The Greyhound is a large-sized breed so it a great deal of space, and this breed will appreciate having room to run and play outdoors, if possible. The Greyhound has a single coat thus, it is not advisable to keep him in an outside kennel permanently. He would not certainly be tough enough to withstand relatively harsh temperatures, and, this is likely to be uncomfortable for him. Apart from that, being a sociable breed, he will not appreciate being separated from you, his family for long. This being the case, you should never keep your Greyhound outside for extended periods of time during the winter. On the opposite end of the spectrum, high temperatures can be dangerous for your dog as well. If you let your dog spend a lot of time in the yard during the summer, make sure that he has a shaded area to retreat to and plenty of fresh water at all times.
However, opinions do differ as to whether to keep your dog in your house or outside in a purpose-built kennel/compound. Some people do one or the other or a combination of both. Traditionally, many gundog handlers believed it essential to house Gundogs in an outside kennel. The argument is that the dog will be happier to see you, keener to work and to please you during training. Conversely, the house dog who has seen you a lot more during the day and has perhaps become bored is likely to be less keen and enthusiastic. If the dog in question is naturally double coated i.e., soft downy under layer and thicker, courser top layer, living in an outside kennel is a feasible option.

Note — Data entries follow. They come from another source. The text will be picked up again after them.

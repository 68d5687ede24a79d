// dryrun/core/storage/tests/layering_tests.rs

// Property and scenario tests for snapshot layering

use dryrun_storage::{MemoryStore, RootStore, Snapshot, StorageKey};
use proptest::prelude::*;
use std::collections::BTreeMap;
use std::sync::Arc;

const CONTRACT: i32 = 3;

#[derive(Debug, Clone)]
enum Op {
    Put(u8, u8),
    Delete(u8),
}

fn op_strategy() -> impl Strategy<Value = Op> {
    prop_oneof![
        (0u8..16, any::<u8>()).prop_map(|(k, v)| Op::Put(k, v)),
        (0u8..16).prop_map(Op::Delete),
    ]
}

fn slot(k: u8) -> StorageKey {
    StorageKey::new(CONTRACT, vec![b'k', k])
}

fn seeded_root(seed: &[(u8, u8)]) -> Arc<dyn RootStore> {
    let mut store = MemoryStore::new();
    for (k, v) in seed {
        store.put(slot(*k), vec![*v]);
    }
    Arc::new(store)
}

fn visible(snapshot: &Snapshot<'_>) -> BTreeMap<Vec<u8>, Vec<u8>> {
    snapshot.find_by_prefix(CONTRACT, b"k").collect()
}

proptest! {
    #[test]
    fn prop_commit_matches_model(
        seed in proptest::collection::vec((0u8..16, any::<u8>()), 0..12),
        ops in proptest::collection::vec(op_strategy(), 0..40),
    ) {
        let mut base = Snapshot::new(seeded_root(&seed));
        let mut model: BTreeMap<Vec<u8>, Vec<u8>> = visible(&base);
        let before = model.clone();

        let changes = {
            let mut child = base.create_child();
            for op in &ops {
                match op {
                    Op::Put(k, v) => {
                        child.put(slot(*k), vec![*v]);
                        model.insert(slot(*k).key, vec![*v]);
                    }
                    Op::Delete(k) => {
                        child.delete(slot(*k));
                        model.remove(&slot(*k).key);
                    }
                }
            }
            // Child sees the model, base still sees the original view
            prop_assert_eq!(visible(&child), model.clone());
            prop_assert_eq!(visible(&base), before.clone());
            for k in 0u8..16 {
                prop_assert_eq!(child.get(&slot(k)), model.get(&slot(k).key).cloned());
            }
            child.into_changes()
        };

        base.commit(changes);
        prop_assert_eq!(visible(&base), model.clone());
        for k in 0u8..16 {
            prop_assert_eq!(base.get(&slot(k)), model.get(&slot(k).key).cloned());
        }
    }

    #[test]
    fn prop_discarded_child_changes_nothing(
        ops in proptest::collection::vec(op_strategy(), 0..40),
    ) {
        let base = Snapshot::new(seeded_root(&[(1, 1), (2, 2)]));
        let before = visible(&base);
        {
            let mut child = base.create_child();
            for op in &ops {
                match op {
                    Op::Put(k, v) => child.put(slot(*k), vec![*v]),
                    Op::Delete(k) => child.delete(slot(*k)),
                }
            }
        }
        prop_assert_eq!(visible(&base), before);
    }
}

#[test]
fn test_nested_commit_collapses_one_layer_at_a_time() {
    let mut head = Snapshot::new(seeded_root(&[(0, 0)]));

    let outer_changes = {
        let mut outer = head.create_child();
        outer.put(slot(1), vec![1]);

        let inner_changes = {
            let mut inner = outer.create_child();
            inner.put(slot(2), vec![2]);
            inner.delete(slot(0));
            inner.into_changes()
        };
        // Inner writes reach the outer layer, not the head
        outer.commit(inner_changes);
        assert_eq!(outer.get(&slot(2)), Some(vec![2]));
        assert_eq!(outer.get(&slot(0)), None);
        assert_eq!(head.get(&slot(0)), Some(vec![0]));
        assert_eq!(head.get(&slot(2)), None);
        outer.into_changes()
    };

    head.commit(outer_changes);
    assert_eq!(head.depth(), 1);
    assert_eq!(
        visible(&head),
        BTreeMap::from([(slot(1).key, vec![1]), (slot(2).key, vec![2])])
    );
}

If the dog predominantly lives as part of the household there will certainly be a greater bond between handler and dog. My personal preference is that the dog should ideally live as part of the family, but with the option of an outside kennel on the odd occasion that it may be needed. It will certainly be useful to train him, get him used to both situations, for the following reasons:
- If you go away on holiday, it will be less traumatic if the dog has been used to spending some time in kennels at some point.
- You may have to vacate the house for major building work etc., making it unsafe or impractical for the dog to be in the house.
- You may have a house party again making it unsafe and perhaps stressful for the dog to be in the house
- The dogs are in fresh air which is considered healthier than a stuffy, centrally heated house.